Il est intéressant de constater que les répondantes voient dans le corps l’origine de la différence d’attitudes et de comportements entre les hommes et les femmes. (2:114). Cette différenciation est due principalement au fait que les femmes entretiennent des rapports étroits avec leur corps (et du même coup avec le bébé) tout au long de la grossesse, alors que les hommes inscrivent ce rapport après la naissance. Les rôles de la maternité et de la paternité seraient donc socialisés différemment.

Le regard des autres sur le « corps-apparence » des femmes enceintes a également son importance. C’est cette visibilité de la grossesse qui attribue entre autres aux femmes le statut de mère.

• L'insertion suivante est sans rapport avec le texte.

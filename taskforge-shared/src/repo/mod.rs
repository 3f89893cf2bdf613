/// Persistence ports
///
/// [`TaskRepository`] and [`AuthRepository`] are the seams between the
/// services and storage. Production wires in [`PgTaskRepository`] and
/// [`PgAuthRepository`]; tests implement the traits over in-memory
/// collections (tasks reuse the filter semantics from `crate::query`), so
/// service behavior is testable without a database.
///
/// Task lookups exclude soft-deleted rows. Lookups by id are deliberately
/// not user-scoped: the service needs to distinguish "no such task" from
/// "someone else's task", so ownership is its decision, not the store's.
///
/// # Example
///
/// ```no_run
/// use taskforge_shared::query::filter::TaskFilter;
/// use taskforge_shared::repo::{PgTaskRepository, TaskRepository};
/// use uuid::Uuid;
///
/// # async fn example(pool: sqlx::PgPool) -> Result<(), Box<dyn std::error::Error>> {
/// let repo = PgTaskRepository::new(pool);
/// let tasks = repo.list_for_user(Uuid::new_v4(), &TaskFilter::default()).await?;
/// println!("{} tasks", tasks.len());
/// # Ok(())
/// # }
/// ```

use async_trait::async_trait;
use uuid::Uuid;

use crate::models::access_token::AccessToken;
use crate::models::task::{NewTask, Task, TaskChanges, TaskStatus};
use crate::models::user::{CreateUser, User};
use crate::query::filter::TaskFilter;
use crate::query::page::{Page, PageRequest};

pub mod postgres;

pub use postgres::{PgAuthRepository, PgTaskRepository};

/// Error type for repository operations
#[derive(Debug, thiserror::Error)]
pub enum RepoError {
    /// Underlying database error
    #[error("Database error: {0}")]
    Database(#[from] sqlx::Error),
}

/// Storage operations for tasks
#[async_trait]
pub trait TaskRepository: Send + Sync {
    /// Lists all of a user's live tasks matching the filter, sorted
    async fn list_for_user(
        &self,
        user_id: Uuid,
        filter: &TaskFilter,
    ) -> Result<Vec<Task>, RepoError>;

    /// Lists one page of a user's live tasks matching the filter, sorted,
    /// with the total count across all pages
    async fn paginate_for_user(
        &self,
        user_id: Uuid,
        filter: &TaskFilter,
        page: PageRequest,
    ) -> Result<Page<Task>, RepoError>;

    /// Finds a live task by id, regardless of owner
    async fn find_by_id(&self, id: Uuid) -> Result<Option<Task>, RepoError>;

    /// Inserts a task and returns the stored row
    async fn create(&self, task: NewTask) -> Result<Task, RepoError>;

    /// Applies a partial update and returns the updated row
    ///
    /// Returns `None` when the task does not exist or is soft-deleted.
    /// Callers pass at least one change; an empty change set would only
    /// touch `updated_at`.
    async fn update(&self, id: Uuid, changes: TaskChanges) -> Result<Option<Task>, RepoError>;

    /// Marks a task deleted; returns whether a live row was actually marked
    async fn soft_delete(&self, id: Uuid) -> Result<bool, RepoError>;

    /// Replaces the status and returns the updated row
    async fn set_status(&self, id: Uuid, status: TaskStatus)
        -> Result<Option<Task>, RepoError>;
}

/// Storage operations for accounts and their access tokens
///
/// The token methods deal in plaintext at the boundary and hashes inside:
/// `issue_token` returns the plaintext exactly once, `find_valid_token`
/// hashes what the caller presents and matches it against stored hashes,
/// skipping expired rows and touching `last_used_at` on a hit.
#[async_trait]
pub trait AuthRepository: Send + Sync {
    /// Inserts an account and returns the stored row
    async fn create_user(&self, user: CreateUser) -> Result<User, RepoError>;

    /// Finds an account by email, case-insensitively
    async fn find_user_by_email(&self, email: &str) -> Result<Option<User>, RepoError>;

    /// Issues a token for a user, returning the record and the plaintext
    async fn issue_token(
        &self,
        user_id: Uuid,
        name: &str,
        ttl_days: Option<i64>,
    ) -> Result<(AccessToken, String), RepoError>;

    /// Resolves a plaintext token to its record if it is still valid
    async fn find_valid_token(&self, plaintext: &str) -> Result<Option<AccessToken>, RepoError>;

    /// Revokes one token by id; returns whether a row was removed
    async fn revoke_token(&self, id: Uuid) -> Result<bool, RepoError>;

    /// Revokes every token a user holds, returning how many
    async fn revoke_user_tokens(&self, user_id: Uuid) -> Result<u64, RepoError>;
}
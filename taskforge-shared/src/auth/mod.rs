/// Authentication utilities
///
/// This module provides the authentication primitives for Taskforge:
///
/// # Modules
///
/// - [`password`]: Argon2id password hashing and verification
/// - [`token`]: Personal access token generation and validation utilities
/// - [`middleware`]: Bearer token authentication for Axum request handling
///
/// # Security Features
///
/// - **Password Hashing**: Argon2id with 64 MB memory, 3 iterations
/// - **Access Tokens**: Secure random generation with SHA-256 hashing
/// - **Single-use Plaintext**: Token plaintext is returned once and never stored
///
/// # Example
///
/// ```no_run
/// use taskforge_shared::auth::password::{hash_password, verify_password};
/// use taskforge_shared::auth::token::generate_token;
///
/// # fn example() -> Result<(), Box<dyn std::error::Error>> {
/// // Password authentication
/// let hash = hash_password("user_password")?;
/// assert!(verify_password("user_password", &hash)?);
///
/// // Token issuance
/// let (plaintext, stored_hash) = generate_token();
/// assert!(plaintext.starts_with("task_"));
/// # Ok(())
/// # }
/// ```

pub mod middleware;
pub mod password;
pub mod token;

On peut dégager en fait deux interprétations types du regard d’autrui, liées à la façon dont les femmes envisagent l’expérience de la grossesse et, plus généralement, au sens même accordé à la maternité (2:120).

L’auteure ajoute par ailleurs que la grossesse, comme la maladie et la mort, ne concerne plus toute la communauté, comme ce fut le cas à d’autres époques et cultures ; dans notre société, elle est d’abord l’affaire de la médecine. À cet effet, les répondantes mentionnent que le rôle de la médecine est de vérifier le bon déroulement de la grossesse, de surveiller l’aspect physique, bref ce travail est d’ordre préventif et non curatif. Par contre celui de l’infirmière est présenté comme étant surtout d’ordre relationnel, affectif (2:153).

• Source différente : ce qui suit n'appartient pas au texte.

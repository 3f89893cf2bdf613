/// Task endpoints
///
/// The full CRUD surface plus the status toggle:
///
/// - `GET /v1/tasks` - Filtered, sorted, paginated list
/// - `POST /v1/tasks` - Create
/// - `GET /v1/tasks/:id` - Fetch one
/// - `PUT/PATCH /v1/tasks/:id` - Partial update
/// - `DELETE /v1/tasks/:id` - Soft delete
/// - `PATCH /v1/tasks/:id/toggle` - Flip completed/pending
///
/// Every handler runs behind bearer auth and scopes to the token's user.
///
/// # Request parsing
///
/// Query parameters and body fields arrive as raw strings and are parsed
/// here, so a bad value becomes a 422 with a field-keyed message in the
/// standard envelope rather than an extractor rejection. Parsing collects
/// every failed field before answering, and strings are trimmed first
/// with empty values treated as absent.
///
/// Update bodies distinguish an absent field (leave alone) from an
/// explicit `null`. For `description` and `due_date` null clears the
/// value; for `title`, `status`, and `priority` it is a validation error.

use crate::{
    app::AppState,
    error::{ApiError, ApiResult, FieldErrors},
    resources::TaskResource,
    response::{message_only, Envelope, ListEnvelope},
};
use axum::{
    extract::{Path, Query, State},
    http::StatusCode,
    Extension, Json,
};
use chrono::{NaiveDate, Utc};
use serde::{Deserialize, Deserializer};
use taskforge_shared::auth::middleware::CurrentUser;
use taskforge_shared::models::task::{TaskChanges, TaskPriority, TaskStatus};
use taskforge_shared::query::filter::{SortField, SortOrder, TaskFilter};
use taskforge_shared::query::page::{PageRequest, DEFAULT_PER_PAGE};
use uuid::Uuid;

use crate::services::tasks::TaskDraft;

/// Base path for the collection, used to build pagination links
const TASKS_PATH: &str = "/v1/tasks";

const TITLE_REQUIRED: &str = "Please provide a title for the task.";
const TITLE_TOO_LONG: &str = "The task title cannot exceed 255 characters.";
const DESCRIPTION_TOO_LONG: &str = "The task description cannot exceed 5000 characters.";
const STATUS_INVALID: &str =
    "The selected status is invalid. Valid options are: pending, in_progress, completed, cancelled";
const PRIORITY_INVALID: &str =
    "The selected priority is invalid. Valid options are: low, medium, high, urgent";
const DATE_INVALID: &str = "Please provide a valid date.";
const OVERDUE_INVALID: &str = "The overdue filter must be true or false.";
const SORT_ORDER_INVALID: &str = "The sort order must be asc or desc.";
const PAGE_INVALID: &str = "The page must be a positive integer.";
const PER_PAGE_INVALID: &str = "The per_page must be a positive integer.";

const DATE_FORMAT: &str = "%Y-%m-%d";

fn push_error(errors: &mut FieldErrors, field: &str, message: &str) {
    errors
        .entry(field.to_string())
        .or_default()
        .push(message.to_string());
}

/// Trims and treats the empty string as absent
fn non_empty(value: String) -> Option<String> {
    let trimmed = value.trim();
    if trimmed.is_empty() {
        None
    } else {
        Some(trimmed.to_string())
    }
}

/// Deserializes a field that distinguishes absent from null
///
/// Missing stays `None` via `#[serde(default)]`; an explicit `null`
/// becomes `Some(None)`; a value becomes `Some(Some(v))`.
fn double_option<'de, T, D>(deserializer: D) -> Result<Option<Option<T>>, D::Error>
where
    T: Deserialize<'de>,
    D: Deserializer<'de>,
{
    Ok(Some(Option::deserialize(deserializer)?))
}

/// List query parameters, raw
#[derive(Debug, Default, Deserialize)]
pub struct ListTasksQuery {
    pub status: Option<String>,
    pub priority: Option<String>,
    pub search: Option<String>,
    pub due_date_from: Option<String>,
    pub due_date_to: Option<String>,
    pub overdue: Option<String>,
    pub sort_by: Option<String>,
    pub sort_order: Option<String>,
    pub page: Option<String>,
    pub per_page: Option<String>,
}

impl ListTasksQuery {
    /// Parses the raw parameters into a filter and a page request
    ///
    /// Unknown `sort_by` values fall back to the default ordering rather
    /// than erroring; everything else unparseable is a field-keyed 422.
    pub fn into_parts(
        self,
        max_per_page: i64,
    ) -> Result<(TaskFilter, PageRequest), ApiError> {
        let mut errors = FieldErrors::new();
        let mut filter = TaskFilter::default();

        if let Some(raw) = self.status.and_then(non_empty) {
            match TaskStatus::parse(&raw) {
                Some(status) => filter.status = Some(status),
                None => push_error(&mut errors, "status", STATUS_INVALID),
            }
        }

        if let Some(raw) = self.priority.and_then(non_empty) {
            match TaskPriority::parse(&raw) {
                Some(priority) => filter.priority = Some(priority),
                None => push_error(&mut errors, "priority", PRIORITY_INVALID),
            }
        }

        filter.search = self.search.and_then(non_empty);

        if let Some(raw) = self.due_date_from.and_then(non_empty) {
            match NaiveDate::parse_from_str(&raw, DATE_FORMAT) {
                Ok(date) => filter.due_date_from = Some(date),
                Err(_) => push_error(&mut errors, "due_date_from", DATE_INVALID),
            }
        }

        if let Some(raw) = self.due_date_to.and_then(non_empty) {
            match NaiveDate::parse_from_str(&raw, DATE_FORMAT) {
                Ok(date) => filter.due_date_to = Some(date),
                Err(_) => push_error(&mut errors, "due_date_to", DATE_INVALID),
            }
        }

        if let Some(raw) = self.overdue.and_then(non_empty) {
            match raw.as_str() {
                "true" | "1" => filter.overdue = true,
                "false" | "0" => {}
                _ => push_error(&mut errors, "overdue", OVERDUE_INVALID),
            }
        }

        filter.sort.field = self
            .sort_by
            .and_then(non_empty)
            .as_deref()
            .and_then(SortField::parse);

        if let Some(raw) = self.sort_order.and_then(non_empty) {
            match SortOrder::parse(&raw) {
                Some(order) => filter.sort.order = order,
                None => push_error(&mut errors, "sort_order", SORT_ORDER_INVALID),
            }
        }

        let page = match self.page.and_then(non_empty) {
            None => 1,
            Some(raw) => match raw.parse::<i64>() {
                Ok(n) if n >= 1 => n,
                _ => {
                    push_error(&mut errors, "page", PAGE_INVALID);
                    1
                }
            },
        };

        let per_page = match self.per_page.and_then(non_empty) {
            None => DEFAULT_PER_PAGE,
            Some(raw) => match raw.parse::<i64>() {
                Ok(n) if n >= 1 => n,
                _ => {
                    push_error(&mut errors, "per_page", PER_PAGE_INVALID);
                    DEFAULT_PER_PAGE
                }
            },
        };

        if !errors.is_empty() {
            return Err(ApiError::Validation(errors));
        }

        Ok((filter, PageRequest::new(page, per_page, max_per_page)))
    }
}

/// Create request body, raw
#[derive(Debug, Default, Deserialize)]
pub struct StoreTaskRequest {
    pub title: Option<String>,
    pub description: Option<String>,
    pub status: Option<String>,
    pub priority: Option<String>,
    pub due_date: Option<String>,
}

impl StoreTaskRequest {
    pub fn into_draft(self) -> Result<TaskDraft, ApiError> {
        let mut errors = FieldErrors::new();

        let title = match self.title.and_then(non_empty) {
            Some(title) if title.chars().count() <= 255 => Some(title),
            Some(_) => {
                push_error(&mut errors, "title", TITLE_TOO_LONG);
                None
            }
            None => {
                push_error(&mut errors, "title", TITLE_REQUIRED);
                None
            }
        };

        let description = match self.description.and_then(non_empty) {
            Some(description) if description.chars().count() <= 5000 => Some(description),
            Some(_) => {
                push_error(&mut errors, "description", DESCRIPTION_TOO_LONG);
                None
            }
            None => None,
        };

        let status = match self.status.and_then(non_empty) {
            None => None,
            Some(raw) => match TaskStatus::parse(&raw) {
                Some(status) => Some(status),
                None => {
                    push_error(&mut errors, "status", STATUS_INVALID);
                    None
                }
            },
        };

        let priority = match self.priority.and_then(non_empty) {
            None => None,
            Some(raw) => match TaskPriority::parse(&raw) {
                Some(priority) => Some(priority),
                None => {
                    push_error(&mut errors, "priority", PRIORITY_INVALID);
                    None
                }
            },
        };

        let due_date = match self.due_date.and_then(non_empty) {
            None => None,
            Some(raw) => match NaiveDate::parse_from_str(&raw, DATE_FORMAT) {
                Ok(date) => Some(date),
                Err(_) => {
                    push_error(&mut errors, "due_date", DATE_INVALID);
                    None
                }
            },
        };

        if !errors.is_empty() {
            return Err(ApiError::Validation(errors));
        }

        Ok(TaskDraft {
            title: title.unwrap_or_default(),
            description,
            status,
            priority,
            due_date,
        })
    }
}

/// Update request body, raw, tri-state per field
#[derive(Debug, Default, Deserialize)]
pub struct UpdateTaskRequest {
    #[serde(default, deserialize_with = "double_option")]
    pub title: Option<Option<String>>,

    #[serde(default, deserialize_with = "double_option")]
    pub description: Option<Option<String>>,

    #[serde(default, deserialize_with = "double_option")]
    pub status: Option<Option<String>>,

    #[serde(default, deserialize_with = "double_option")]
    pub priority: Option<Option<String>>,

    #[serde(default, deserialize_with = "double_option")]
    pub due_date: Option<Option<String>>,
}

impl UpdateTaskRequest {
    pub fn into_changes(self) -> Result<TaskChanges, ApiError> {
        let mut errors = FieldErrors::new();
        let mut changes = TaskChanges::default();

        if let Some(value) = self.title {
            match value.and_then(non_empty) {
                Some(title) if title.chars().count() <= 255 => changes.title = Some(title),
                Some(_) => push_error(&mut errors, "title", TITLE_TOO_LONG),
                None => push_error(&mut errors, "title", TITLE_REQUIRED),
            }
        }

        if let Some(value) = self.description {
            match value.and_then(non_empty) {
                Some(description) if description.chars().count() <= 5000 => {
                    changes.description = Some(Some(description));
                }
                Some(_) => push_error(&mut errors, "description", DESCRIPTION_TOO_LONG),
                None => changes.description = Some(None),
            }
        }

        if let Some(value) = self.status {
            match value.and_then(non_empty).and_then(|raw| TaskStatus::parse(&raw)) {
                Some(status) => changes.status = Some(status),
                None => push_error(&mut errors, "status", STATUS_INVALID),
            }
        }

        if let Some(value) = self.priority {
            match value
                .and_then(non_empty)
                .and_then(|raw| TaskPriority::parse(&raw))
            {
                Some(priority) => changes.priority = Some(priority),
                None => push_error(&mut errors, "priority", PRIORITY_INVALID),
            }
        }

        if let Some(value) = self.due_date {
            match value.and_then(non_empty) {
                None => changes.due_date = Some(None),
                Some(raw) => match NaiveDate::parse_from_str(&raw, DATE_FORMAT) {
                    Ok(date) => changes.due_date = Some(Some(date)),
                    Err(_) => push_error(&mut errors, "due_date", DATE_INVALID),
                },
            }
        }

        if !errors.is_empty() {
            return Err(ApiError::Validation(errors));
        }

        Ok(changes)
    }
}

/// Route ids are strings so an unparseable value maps to the same 404 a
/// missing task gets, instead of a path-rejection
fn parse_task_id(raw: &str) -> Result<Uuid, ApiError> {
    Uuid::parse_str(raw).map_err(|_| ApiError::NotFound("Task not found".to_string()))
}

/// List the user's tasks
///
/// # Endpoint
///
/// ```text
/// GET /v1/tasks?status=pending&priority=high&search=report&sort_by=due_date&sort_order=asc&page=2&per_page=20
/// ```
pub async fn index(
    State(state): State<AppState>,
    Extension(current): Extension<CurrentUser>,
    Query(query): Query<ListTasksQuery>,
) -> ApiResult<Json<ListEnvelope<TaskResource>>> {
    let (filter, page_request) = query.into_parts(state.config.pagination.max_per_page)?;

    let page = state
        .tasks
        .list_tasks(current.user.id, &filter, page_request)
        .await?;

    let today = Utc::now().date_naive();
    let page = page.map(|task| TaskResource::from_task(&task, today));

    Ok(Json(ListEnvelope::new(
        "Tasks retrieved successfully",
        TASKS_PATH,
        page,
    )))
}

/// Create a task
pub async fn store(
    State(state): State<AppState>,
    Extension(current): Extension<CurrentUser>,
    Json(req): Json<StoreTaskRequest>,
) -> ApiResult<(StatusCode, Json<Envelope<TaskResource>>)> {
    let draft = req.into_draft()?;

    let task = state.tasks.create_task(current.user.id, draft).await?;
    let today = Utc::now().date_naive();

    Ok((
        StatusCode::CREATED,
        Json(Envelope::new(
            "Task created successfully",
            TaskResource::from_task(&task, today),
        )),
    ))
}

/// Fetch one task
pub async fn show(
    State(state): State<AppState>,
    Extension(current): Extension<CurrentUser>,
    Path(id): Path<String>,
) -> ApiResult<Json<Envelope<TaskResource>>> {
    let task_id = parse_task_id(&id)?;

    let task = state.tasks.get_task(current.user.id, task_id).await?;
    let today = Utc::now().date_naive();

    Ok(Json(Envelope::new(
        "Task retrieved successfully",
        TaskResource::from_task(&task, today),
    )))
}

/// Apply a partial update
pub async fn update(
    State(state): State<AppState>,
    Extension(current): Extension<CurrentUser>,
    Path(id): Path<String>,
    Json(req): Json<UpdateTaskRequest>,
) -> ApiResult<Json<Envelope<TaskResource>>> {
    let task_id = parse_task_id(&id)?;
    let changes = req.into_changes()?;

    let task = state
        .tasks
        .update_task(current.user.id, task_id, changes)
        .await?;
    let today = Utc::now().date_naive();

    Ok(Json(Envelope::new(
        "Task updated successfully",
        TaskResource::from_task(&task, today),
    )))
}

/// Soft-delete a task
pub async fn destroy(
    State(state): State<AppState>,
    Extension(current): Extension<CurrentUser>,
    Path(id): Path<String>,
) -> ApiResult<Json<Envelope<Option<()>>>> {
    let task_id = parse_task_id(&id)?;

    state.tasks.delete_task(current.user.id, task_id).await?;

    Ok(Json(message_only("Task deleted successfully")))
}

/// Flip the task between completed and pending
pub async fn toggle(
    State(state): State<AppState>,
    Extension(current): Extension<CurrentUser>,
    Path(id): Path<String>,
) -> ApiResult<Json<Envelope<TaskResource>>> {
    let task_id = parse_task_id(&id)?;

    let task = state.tasks.toggle_task(current.user.id, task_id).await?;
    let today = Utc::now().date_naive();

    Ok(Json(Envelope::new(
        "Task status toggled successfully",
        TaskResource::from_task(&task, today),
    )))
}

Anne Quéniart souligne qu’avec la « technologisation » grandissante de la grossesse, que l’on présente fréquemment comme un signe de progrès permettant une libéralisation du corps (de la nature), de nouveaux dilemmes apparaissent : entre le droit des foetus et le droit des femmes, et entre le droit à la vie et le droit à une qualité de vie.

L’auteure conclut ses propos dans l’espoir qu’émergé une nouvelle voie, soit l’humanisation de la maternité, par l’intégration, entre autres, des sages-femmes au système de santé. Cela permettrait un meilleur équilibre entre la médicalisation et l’humanisation de la maternité, et favoriserait une approche globale de cette expérience.

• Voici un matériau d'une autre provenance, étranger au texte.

//! Canonical transaction store.
//!
//! Every transaction is held exactly once per [`TxKey`]. Merging the same record again is a no-op;
//! merging a fresher version advances its state. Confirmed and failed records only accept late
//! fee and event reclassification.

use super::types::{Transaction, TransactionState, TxKey};

use std::collections::btree_map::Entry;
use std::collections::{BTreeMap, HashSet};

/// Result of merging one transaction.
#[derive(Debug, Clone, Copy, PartialEq, Eq)]
pub enum MergeOutcome {
	Inserted,
	Updated,
	Unchanged,
}

impl MergeOutcome {
	pub fn is_change(&self) -> bool {
		!matches!(self, MergeOutcome::Unchanged)
	}
}

fn state_rank(state: TransactionState) -> u8 {
	match state {
		TransactionState::Pending => 0,
		TransactionState::Mined => 1,
		TransactionState::Confirmed | TransactionState::Failed => 2,
	}
}

#[derive(Debug, Clone, Default)]
pub struct TransactionStore {
	transactions: BTreeMap<TxKey, Transaction>,
}

impl TransactionStore {
	pub fn new() -> Self {
		Self::default()
	}

	pub fn from_transactions(transactions: impl IntoIterator<Item = Transaction>) -> Self {
		let mut store = Self::new();
		store.merge_all(transactions);
		store
	}

	pub fn merge(&mut self, incoming: Transaction) -> MergeOutcome {
		let existing = match self.transactions.entry(incoming.key()) {
			Entry::Vacant(slot) => {
				slot.insert(incoming);
				return MergeOutcome::Inserted;
			}
			Entry::Occupied(slot) => slot.into_mut(),
		};

		let mut changed = false;

		if !existing.state.is_final() && state_rank(incoming.state) >= state_rank(existing.state) {
			if existing.state != incoming.state
				|| existing.block_height != incoming.block_height
				|| existing.utxo != incoming.utxo
			{
				existing.state = incoming.state;
				existing.block_height = incoming.block_height;
				existing.utxo = incoming.utxo.or(existing.utxo.take());
				changed = true;
			}
		}

		if existing.timestamp.is_none() && incoming.timestamp.is_some() {
			existing.timestamp = incoming.timestamp;
			changed = true;
		}
		if incoming.fee > existing.fee {
			existing.fee = incoming.fee;
			changed = true;
		}
		if incoming.event.is_some() && existing.event != incoming.event {
			existing.event = incoming.event;
			changed = true;
		}

		if changed {
			MergeOutcome::Updated
		} else {
			MergeOutcome::Unchanged
		}
	}

	/// Merge a batch, returning how many records were inserted or updated.
	pub fn merge_all(&mut self, transactions: impl IntoIterator<Item = Transaction>) -> usize {
		transactions
			.into_iter()
			.map(|tx| self.merge(tx))
			.filter(MergeOutcome::is_change)
			.count()
	}

	pub fn get(&self, key: &TxKey) -> Option<&Transaction> {
		self.transactions.get(key)
	}

	pub fn by_hash<'a>(&'a self, hash: &'a str) -> impl Iterator<Item = &'a Transaction> + 'a {
		self.transactions
			.values()
			.filter(move |tx| tx.hash == hash)
	}

	pub fn contains_hash(&self, hash: &str) -> bool {
		self.by_hash(hash).next().is_some()
	}

	pub fn known_hashes(&self) -> HashSet<String> {
		self.transactions
			.values()
			.map(|tx| tx.hash.clone())
			.collect()
	}

	/// Hashes of transactions touching `address`.
	pub fn hashes_for(&self, address: &str) -> HashSet<String> {
		self.involving(address).map(|tx| tx.hash.clone()).collect()
	}

	/// Hashes of EVM entries for `token` that can no longer change state.
	///
	/// Mined entries are left out so a later scan re-emits and promotes them.
	pub fn final_hashes_for_token(&self, token: &str) -> HashSet<String> {
		self.transactions
			.values()
			.filter(|tx| tx.token.as_deref() == Some(token) && tx.state.is_final())
			.map(|tx| tx.hash.clone())
			.collect()
	}

	pub fn involving<'a>(&'a self, address: &'a str) -> impl Iterator<Item = &'a Transaction> + 'a {
		self.transactions
			.values()
			.filter(move |tx| tx.involves(address))
	}

	/// Whether an unconfirmed transaction references `address`.
	pub fn pending_references(&self, address: &str) -> bool {
		self.involving(address)
			.any(|tx| tx.state == TransactionState::Pending)
	}

	/// Outpoints consumed by transactions in the given states.
	pub fn spent_outpoints(&self, states: &[TransactionState]) -> HashSet<(String, u32)> {
		self.transactions
			.values()
			.filter(|tx| states.contains(&tx.state))
			.filter_map(|tx| tx.utxo.as_ref())
			.flat_map(|details| {
				details
					.inputs
					.iter()
					.map(|input| (input.prev_hash.clone(), input.prev_index))
			})
			.collect()
	}

	/// Promote mined transactions buried at least `depth` blocks below `head`.
	///
	/// Returns the keys of promoted transactions.
	pub fn promote_confirmations(&mut self, head: u64, depth: u64) -> Vec<TxKey> {
		let mut promoted = Vec::new();
		for (key, tx) in self.transactions.iter_mut() {
			if tx.state != TransactionState::Mined {
				continue;
			}
			if let Some(height) = tx.block_height {
				if head >= height.saturating_add(depth) {
					tx.state = TransactionState::Confirmed;
					promoted.push(key.clone());
				}
			}
		}
		promoted
	}

	pub fn len(&self) -> usize {
		self.transactions.len()
	}

	pub fn is_empty(&self) -> bool {
		self.transactions.is_empty()
	}

	pub fn iter(&self) -> impl Iterator<Item = &Transaction> {
		self.transactions.values()
	}

	/// All transactions, newest block first, pending ones on top.
	pub fn history(&self) -> Vec<&Transaction> {
		let mut history: Vec<&Transaction> = self.transactions.values().collect();
		history.sort_by(|a, b| {
			b.block_height
				.unwrap_or(u64::MAX)
				.cmp(&a.block_height.unwrap_or(u64::MAX))
				.then_with(|| b.log_index.cmp(&a.log_index))
		});
		history
	}
}

#[cfg(test)]
mod tests {
	use super::*;

	fn tx(hash: &str, log_index: Option<u64>, state: TransactionState) -> Transaction {
		Transaction {
			hash: hash.to_string(),
			log_index,
			token: None,
			involved_addresses: vec!["addr".to_string()],
			sender: None,
			recipient: None,
			value: 10,
			fee: 0,
			state,
			block_height: match state {
				TransactionState::Pending => None,
				_ => Some(100),
			},
			timestamp: None,
			event: None,
			utxo: None,
		}
	}

	#[test]
	fn merging_twice_is_idempotent() {
		let mut store = TransactionStore::new();
		assert_eq!(store.merge(tx("a", None, TransactionState::Mined)), MergeOutcome::Inserted);
		assert_eq!(store.merge(tx("a", None, TransactionState::Mined)), MergeOutcome::Unchanged);
		assert_eq!(store.len(), 1);
	}

	#[test]
	fn log_index_is_part_of_identity() {
		let mut store = TransactionStore::new();
		store.merge(tx("a", Some(0), TransactionState::Mined));
		store.merge(tx("a", Some(1), TransactionState::Mined));
		assert_eq!(store.len(), 2);
		assert_eq!(store.by_hash("a").count(), 2);
	}

	#[test]
	fn state_only_moves_forward() {
		let mut store = TransactionStore::new();
		store.merge(tx("a", None, TransactionState::Pending));
		assert!(store.pending_references("addr"));

		assert_eq!(store.merge(tx("a", None, TransactionState::Mined)), MergeOutcome::Updated);
		assert_eq!(store.merge(tx("a", None, TransactionState::Pending)), MergeOutcome::Unchanged);
		assert!(!store.pending_references("addr"));

		let key = TxKey {
			hash: "a".to_string(),
			log_index: None,
		};
		assert_eq!(store.get(&key).unwrap().state, TransactionState::Mined);
	}

	#[test]
	fn confirmed_records_accept_late_fee() {
		let mut store = TransactionStore::new();
		store.merge(tx("a", Some(0), TransactionState::Confirmed));

		let mut with_fee = tx("a", Some(0), TransactionState::Confirmed);
		with_fee.fee = 7;
		assert_eq!(store.merge(with_fee), MergeOutcome::Updated);

		let key = TxKey {
			hash: "a".to_string(),
			log_index: Some(0),
		};
		assert_eq!(store.get(&key).unwrap().fee, 7);
	}

	#[test]
	fn promotion_requires_depth() {
		let mut store = TransactionStore::new();
		store.merge(tx("a", None, TransactionState::Mined));

		assert!(store.promote_confirmations(105, 6).is_empty());
		assert_eq!(store.promote_confirmations(106, 6).len(), 1);
		assert!(store.iter().all(|t| t.state == TransactionState::Confirmed));
	}

	#[test]
	fn only_final_token_entries_count_as_known() {
		let mut store = TransactionStore::new();
		for (hash, state) in [
			("mined", TransactionState::Mined),
			("confirmed", TransactionState::Confirmed),
			("failed", TransactionState::Failed),
		] {
			let mut entry = tx(hash, Some(0), state);
			entry.token = Some("0xtoken".to_string());
			store.merge(entry);
		}
		store.merge(tx("utxo", None, TransactionState::Confirmed));

		let known = store.final_hashes_for_token("0xtoken");
		assert_eq!(
			known,
			HashSet::from(["confirmed".to_string(), "failed".to_string()])
		);
	}
}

1. À cet effet, Anne Quéniart a effectué une recherche qualitative auprès d’une centaine de femmes, ainsi que des entrevues en profondeur avec environ une cinquantaine de femmes, appartenant toutes à la classe dite « moyenne » et donnant naissance pour la première fois.

BIBLIOGRAPHIE :

1. Anne Quéniart, « Maternité et prise en charge médicale : l’expérience de la solitude », dans Du privé au politique : la maternité et le travail des femmes comme enjeux des rapports de sexes. De l’expérience de la maternité à l’enceinte des technologies de procréation, Actes de la section d’Études féministes du congrès de l’ACFAS 1989, U.Q.À.M., Montréal, octobre 1990, 428 pages,npp. 263-273.

2- Ibid, Le corps paradoxal, regards de femmes sur la maternité, Éd. Saint-Martin, Montréal, 1988,249 pages.

3- Ibid, « La technologie : une réponse à l’insécurité des femmes », dans Accoucher autrement, repères historiques, sociaux et culturels de la grossesse au Québec, sous la direction de Francine Saillant et Michel O’Neill, Éd. Saint- Martin, Montréal, 1987, 450 pages, pp. 213-235.